Her ribs began to vanish beneath a healthy layer of fat, but it still took her weeks to venture from my side. She would shy away from every door that was opened, particularly my front door. She was terrified of running water, and she seemed very skeptical of the goldfish.
The scent of Sunday eggs and bacon filled my apartment, and Clinger had been laying at the base of the refrigerator baking herself in a direct ray of sunlight. I turned the radio up to eleven and danced around the kitchen while she napped in the blissful warmth. I took my time to make my breakfast. I plated my beautiful over-easy eggs and bacon and took them to the table but Clinger didn’t follow.
I finished the last of my bacon and looked around for Clinger. I switched the music off and noticed she wasn’t at my side or by the fridge anymore. I put my plate in the sink and called for her. I called and called her name, looking under every piece of furniture and in every room. She had vanished, it seemed.

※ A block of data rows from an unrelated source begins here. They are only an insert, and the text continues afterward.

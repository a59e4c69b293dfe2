//! Reading side: browsing, viewing and rating rendered stories.
//!
//! The stories directory is the source of truth for what exists. Processed
//! job records and `user_stories` rows only enrich what is found there.

use std::path::{Path, PathBuf};
use std::sync::Arc;
use std::time::SystemTime;

use chrono::{DateTime, Local};
use log::{debug, info, warn};
use serde::Serialize;
use thiserror::Error;
use walkdir::WalkDir;

use crate::db::{story_repo, user_repo, Database, DatabaseError};
use crate::error::QueueError;
use crate::job::{JobRecord, JobState, JobStore};
use crate::metadata::{MetadataError, MetadataStore, StoryStats};
use crate::render::{extract_metadata, title_from_filename, ArtifactMetadata};
use crate::submission::language_name;

/// Owner assigned to ownerless records when syncing with `force`.
pub const FALLBACK_OWNER_ID: i64 = 1;

#[derive(Error, Debug)]
pub enum LibraryError {
    #[error("Invalid story filename '{0}'")]
    InvalidFilename(String),

    #[error("Story '{0}' not found")]
    NotFound(String),

    #[error("Story '{0}' is private")]
    Private(String),

    #[error("Rating must be between 1 and 5, got {0}")]
    InvalidRating(i64),

    #[error("Failed to read story '{path}': {source}")]
    Read {
        path: PathBuf,
        #[source]
        source: std::io::Error,
    },

    #[error("Directory scan failed for '{path}': {source}")]
    Scan {
        path: PathBuf,
        #[source]
        source: walkdir::Error,
    },

    #[error(transparent)]
    Metadata(#[from] MetadataError),

    #[error(transparent)]
    Database(#[from] DatabaseError),

    #[error(transparent)]
    Queue(#[from] QueueError),
}

#[derive(Debug, Clone, Serialize)]
pub struct StoryView {
    pub filename: String,
    pub html: String,
    pub metadata: ArtifactMetadata,
    /// The processed job record, when the page's id still resolves to one.
    #[serde(skip)]
    pub record: Option<JobRecord>,
    pub owner_id: Option<i64>,
    pub language: Option<&'static str>,
    pub views: u64,
    pub average_rating: f64,
    pub rating_count: usize,
}

#[derive(Debug, Clone, Serialize)]
pub struct StoryListing {
    pub filename: String,
    pub title: String,
    pub created: DateTime<Local>,
    pub request_id: Option<String>,
    pub theme: Option<String>,
    pub age_range: Option<String>,
    pub provider: Option<String>,
    pub model: Option<String>,
    pub processing_time: Option<f64>,
    /// Narration size in MiB, rounded to two decimals.
    pub audio_size_mb: Option<f64>,
    pub language: Option<&'static str>,
    pub username: Option<String>,
    pub user_id: Option<i64>,
    pub views: u64,
    pub average_rating: f64,
    pub rating_count: usize,
}

impl StoryListing {
    pub fn has_audio(&self) -> bool {
        self.audio_size_mb.is_some()
    }
}

#[derive(Debug, Clone, Copy, PartialEq, Serialize)]
pub struct RatingSummary {
    pub average: f64,
    pub count: usize,
}

impl From<&StoryStats> for RatingSummary {
    fn from(stats: &StoryStats) -> Self {
        Self {
            average: stats.average_rating(),
            count: stats.rating_count(),
        }
    }
}

#[derive(Debug, Clone, Copy, Default, PartialEq, Eq)]
pub struct SyncReport {
    pub succeeded: usize,
    pub failed: usize,
}

/// Who owns a story and what it says about its own visibility.
struct Ownership {
    owner: Option<i64>,
    story_private: Option<bool>,
}

pub struct StoryLibrary {
    stories_dir: PathBuf,
    jobs: JobStore,
    db: Database,
    metadata: Arc<dyn MetadataStore>,
}

impl StoryLibrary {
    pub fn new(
        stories_dir: impl Into<PathBuf>,
        jobs: JobStore,
        db: Database,
        metadata: Arc<dyn MetadataStore>,
    ) -> Self {
        Self {
            stories_dir: stories_dir.into(),
            jobs,
            db,
            metadata,
        }
    }

    pub fn stories_dir(&self) -> &Path {
        &self.stories_dir
    }

    /// Reads a story page for `viewer` and counts the view.
    pub fn view(&self, filename: &str, viewer: Option<i64>) -> Result<StoryView, LibraryError> {
        let path = self.artifact_path(filename)?;
        let html = std::fs::read_to_string(&path).map_err(|e| LibraryError::Read {
            path: path.clone(),
            source: e,
        })?;

        let metadata = extract_metadata(&html);
        let record = metadata
            .request_id
            .as_deref()
            .and_then(|id| self.processed_record(id));
        let ownership = self.ownership(filename, record.as_ref())?;

        if !self.is_visible(&ownership, viewer)? {
            debug!("Viewer {:?} denied private story {}", viewer, filename);
            return Err(LibraryError::Private(filename.to_string()));
        }

        let stats = self
            .metadata
            .update(filename, &mut |s: &mut StoryStats| s.views += 1)?;
        let language = record
            .as_ref()
            .map(|r| language_name(&r.parameters.language));

        Ok(StoryView {
            filename: filename.to_string(),
            html,
            metadata,
            owner_id: ownership.owner,
            language,
            views: stats.views,
            average_rating: stats.average_rating(),
            rating_count: stats.rating_count(),
            record,
        })
    }

    /// Every story `viewer` may see, newest first.
    pub fn list(&self, viewer: Option<i64>) -> Result<Vec<StoryListing>, LibraryError> {
        if !self.stories_dir.is_dir() {
            return Ok(Vec::new());
        }

        let mut listings = Vec::new();
        for entry in WalkDir::new(&self.stories_dir).min_depth(1).max_depth(1) {
            let entry = entry.map_err(|e| LibraryError::Scan {
                path: self.stories_dir.clone(),
                source: e,
            })?;
            let Some(filename) = entry.file_name().to_str() else {
                continue;
            };
            if !entry.file_type().is_file() || !filename.ends_with(".html") {
                continue;
            }

            match self.listing(entry.path(), filename, viewer) {
                Ok(Some(listing)) => listings.push(listing),
                Ok(None) => {}
                Err(e) => warn!("Skipping story {}: {}", filename, e),
            }
        }

        listings.sort_by(|a, b| b.created.cmp(&a.created));
        Ok(listings)
    }

    fn listing(
        &self,
        path: &Path,
        filename: &str,
        viewer: Option<i64>,
    ) -> Result<Option<StoryListing>, LibraryError> {
        let html = std::fs::read_to_string(path).map_err(|e| LibraryError::Read {
            path: path.to_path_buf(),
            source: e,
        })?;
        let request_id = extract_metadata(&html).request_id;
        let record = request_id
            .as_deref()
            .and_then(|id| self.processed_record(id));

        let ownership = self.ownership(filename, record.as_ref())?;
        if !self.is_visible(&ownership, viewer)? {
            return Ok(None);
        }

        let stats = self.metadata.get(filename)?;
        let created = std::fs::metadata(path)
            .and_then(|m| m.created().or_else(|_| m.modified()))
            .unwrap_or(SystemTime::UNIX_EPOCH);

        let params = record.as_ref().map(|r| &r.parameters);
        let ai_info = record.as_ref().and_then(|r| r.ai_info.as_ref());
        let audio_size_mb = record
            .as_ref()
            .and_then(|r| r.audio_file.as_deref())
            .and_then(|audio| std::fs::metadata(self.stories_dir.join(audio)).ok())
            .map(|m| (m.len() as f64 / (1024.0 * 1024.0) * 100.0).round() / 100.0);

        Ok(Some(StoryListing {
            filename: filename.to_string(),
            title: title_from_filename(filename),
            created: DateTime::<Local>::from(created),
            request_id,
            theme: params.map(|p| p.theme.clone()),
            age_range: params.map(|p| p.age_range.clone()),
            provider: ai_info.map(|i| i.provider.clone()),
            model: ai_info.map(|i| i.model.clone()),
            processing_time: record
                .as_ref()
                .and_then(|r| r.timing.as_ref())
                .map(|t| t.total_processing_seconds),
            audio_size_mb,
            language: params.map(|p| language_name(&p.language)),
            username: record.as_ref().and_then(|r| r.username.clone()),
            user_id: ownership.owner,
            views: stats.views,
            average_rating: stats.average_rating(),
            rating_count: stats.rating_count(),
        }))
    }

    pub fn rate(&self, filename: &str, rating: i64) -> Result<RatingSummary, LibraryError> {
        let value = u8::try_from(rating)
            .ok()
            .filter(|r| (1..=5).contains(r))
            .ok_or(LibraryError::InvalidRating(rating))?;
        self.artifact_path(filename)?;

        let stats = self
            .metadata
            .update(filename, &mut |s: &mut StoryStats| s.ratings.push(value))?;
        info!(
            "Rated {} with {} (average {:.2} over {})",
            filename,
            value,
            stats.average_rating(),
            stats.rating_count()
        );
        Ok(RatingSummary::from(&stats))
    }

    /// Loads `user_stories` from processed job records in `dir`.
    ///
    /// Records without a user are skipped, or with `force` attributed to
    /// [`FALLBACK_OWNER_ID`]. Each file succeeds or fails on its own.
    pub fn sync_processed(&self, dir: &Path, force: bool) -> Result<SyncReport, LibraryError> {
        let mut report = SyncReport::default();
        if !dir.is_dir() {
            warn!("Processed directory {} does not exist", dir.display());
            return Ok(report);
        }

        for entry in WalkDir::new(dir).min_depth(1).max_depth(1) {
            let entry = entry.map_err(|e| LibraryError::Scan {
                path: dir.to_path_buf(),
                source: e,
            })?;
            let path = entry.path();
            if !entry.file_type().is_file()
                || path.extension().and_then(|e| e.to_str()) != Some("json")
            {
                continue;
            }

            match self.sync_one(path, force) {
                Ok(id) => {
                    debug!("Synced {} into story row {}", path.display(), id);
                    report.succeeded += 1;
                }
                Err(e) => {
                    warn!("Could not sync {}: {}", path.display(), e);
                    report.failed += 1;
                }
            }
        }

        info!(
            "Synced processed records: {} succeeded, {} failed",
            report.succeeded, report.failed
        );
        Ok(report)
    }

    fn sync_one(&self, path: &Path, force: bool) -> Result<i64, LibraryError> {
        let record = self.jobs.read(path)?;
        let owner = match record.user_id {
            Some(id) => Some(id),
            None if force => {
                warn!(
                    "No user on {}, assigning user {}",
                    record.request_id, FALLBACK_OWNER_ID
                );
                Some(FALLBACK_OWNER_ID)
            }
            None => None,
        };
        let Some(owner) = owner else {
            return Err(DatabaseError::Invalid {
                entity: "story",
                reason: format!("job {} has no user", record.request_id),
            }
            .into());
        };
        Ok(story_repo::upsert_from_record(&self.db, &record, Some(owner))?)
    }

    /// Resolves a user-supplied filename to a page directly inside the
    /// stories directory. A story row whose page is gone is dropped on the way.
    fn artifact_path(&self, filename: &str) -> Result<PathBuf, LibraryError> {
        if filename.is_empty() || filename.contains("..") || filename.contains(['/', '\\']) {
            return Err(LibraryError::InvalidFilename(filename.to_string()));
        }
        let path = self.stories_dir.join(filename);
        if path.is_file() {
            return Ok(path);
        }

        if let Some(row) = story_repo::find_by_filename(&self.db, filename)? {
            warn!("Removing story row {} for missing page {}", row.id, filename);
            story_repo::delete(&self.db, row.id)?;
        }
        Err(LibraryError::NotFound(filename.to_string()))
    }

    fn processed_record(&self, request_id: &str) -> Option<JobRecord> {
        let path = self.jobs.path_for(JobState::Processed, request_id);
        if !path.is_file() {
            return None;
        }
        match self.jobs.read(&path) {
            Ok(record) => Some(record),
            Err(e) => {
                warn!("Error loading processed record {}: {}", request_id, e);
                None
            }
        }
    }

    fn ownership(
        &self,
        filename: &str,
        record: Option<&JobRecord>,
    ) -> Result<Ownership, LibraryError> {
        let row = story_repo::find_by_filename(&self.db, filename)?;
        Ok(Ownership {
            owner: record
                .and_then(|r| r.user_id)
                .or(row.as_ref().map(|r| r.user_id)),
            story_private: row
                .as_ref()
                .and_then(|r| r.is_private)
                .or(record.and_then(|r| r.parameters.is_private)),
        })
    }

    /// Owners always see their stories. Otherwise a story-level flag wins
    /// when one is set, and the owner's account default applies when not.
    fn is_visible(&self, ownership: &Ownership, viewer: Option<i64>) -> Result<bool, LibraryError> {
        let Some(owner) = ownership.owner else {
            return Ok(true);
        };
        if viewer == Some(owner) {
            return Ok(true);
        }
        if let Some(private) = ownership.story_private {
            return Ok(!private);
        }
        Ok(!user_repo::is_private(&self.db, owner)?)
    }
}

I crawled on the floor to check under the sofa and loveseat. I checked beneath the TV stand, and stood puzzled in front of the bookcase. My eyes followed the shelves down from the middle to spot a tuft of fur on the baseboard beside the bookcase. I knelt to pick it up and saw a shadow move. I hadn’t expected there to be enough room for a cat to squeeze behind the heavy wood shelving but there she was. Clinger tucked behind the wood backing, shivering and wide-eyed. There were drops of blood along the baseboard so I jumped to my feet to pull the shelves away from the wall and help her. As I stood I noticed some books had blood spots on the bindings, and fur was falling from the middle shelf.
I inched closer to the middle shelf. The goldfish swam in circles in his bowl chewing on something that was not goldfish food flakes. I moved in closer still. It was fur.
The goldfish had taken a bite out of little Clinger and now swam with joy around his bowl consuming his catch. I pulled the bookcase from the wall and scooped up the traumatized Clinger. She shook in my arms. I wrapped her in a blanket and stared down the carnivorous goldfish.
For a moment I wanted to flush him, then I imagined having a beast like that living in the sewers beneath the city. That was even more terrifying than having him live in my apartment. I nestled Clinger into her cat carrier and fastened the door latch, then grabbed a Ziploc and dumped the fish into the bag. I would let the veterinarian deal with that little demon after they tended to Clinger.